Back in my early days as a journalist, I was told something that surprised me at the time: no one has to do what the doctor tells them.”

Pratchett goes on to claim that he won’t let the dementia he’s been diagnosed with overwhelm him, that he’ll take his own life with the time comes.

There’s the rub: when the time comes. How does one ever know? And with dementia getting abiggger and bigger foothold, one day the Alzheimer’s patient will forget about his suicide plans, so carefully thought out.

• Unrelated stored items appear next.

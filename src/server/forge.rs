//! Forge promotions and installer coordinates.

use serde::Deserialize;
use std::collections::HashMap;

/// Forge's map of promoted builds per game version.
pub const FORGE_PROMOTIONS_URL: &str =
    "https://files.minecraftforge.net/net/minecraftforge/forge/promotions_slim.json";
/// Maven repository hosting Forge installers.
pub const FORGE_MAVEN_URL: &str = "https://maven.minecraftforge.net";

/// `promotions_slim.json`, keyed `"<mc>-recommended"` and `"<mc>-latest"`.
#[derive(Deserialize, Debug, Clone, Default)]
pub struct Promotions {
    #[serde(default)]
    pub promos: HashMap<String, String>,
}

impl Promotions {
    /// The recommended Forge build for `minecraft_version`, else the latest one.
    pub fn forge_version(&self, minecraft_version: &str) -> Option<&str> {
        self.promos
            .get(&format!("{}-recommended", minecraft_version))
            .or_else(|| self.promos.get(&format!("{}-latest", minecraft_version)))
            .map(String::as_str)
    }
}

/// Installer URL of Forge `forge_version` for `minecraft_version` under `maven`.
pub fn installer_url(maven: &str, minecraft_version: &str, forge_version: &str) -> String {
    let full = format!("{}-{}", minecraft_version, forge_version);
    format!(
        "{}/net/minecraftforge/forge/{full}/forge-{full}-installer.jar",
        maven.trim_end_matches('/')
    )
}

Here was my response to the Daily Mail’s online comment board:

I completely agree with Terry Pratchett about assisted suicide. But consider my father, who felt just the same. He joined the Hemlock Society, he built up a supply of sleeping pills (back when Nembutal was still available to the U.S. public). Then, at the age of 91, his memory and language left him. At some point he no longer remembered his stash of pills. He hadn’t wanted to live while bedbound, incontinent and oblivious—but that was a decision he forgot.

More than that, he wanted to live. That’s what I saw in the year I took care of him—that he didn’t want to die. When he was ready he made it clear. Eight days before his death he began to plead with me, “Please help me get out of here. Help me, I have to get out of here, can’t you help me get out of here?” But before that week he held to life.

It makes me wonder about myself. Like my father before me, I’ve made up my mind. I don’t want to live through a protracted and painful decline—and I’ve kept the pills he never used. But my guess is that no matter I feel now, when the time comes I’ll probably hold on just as tightly as he did, and far longer than I can imagine now.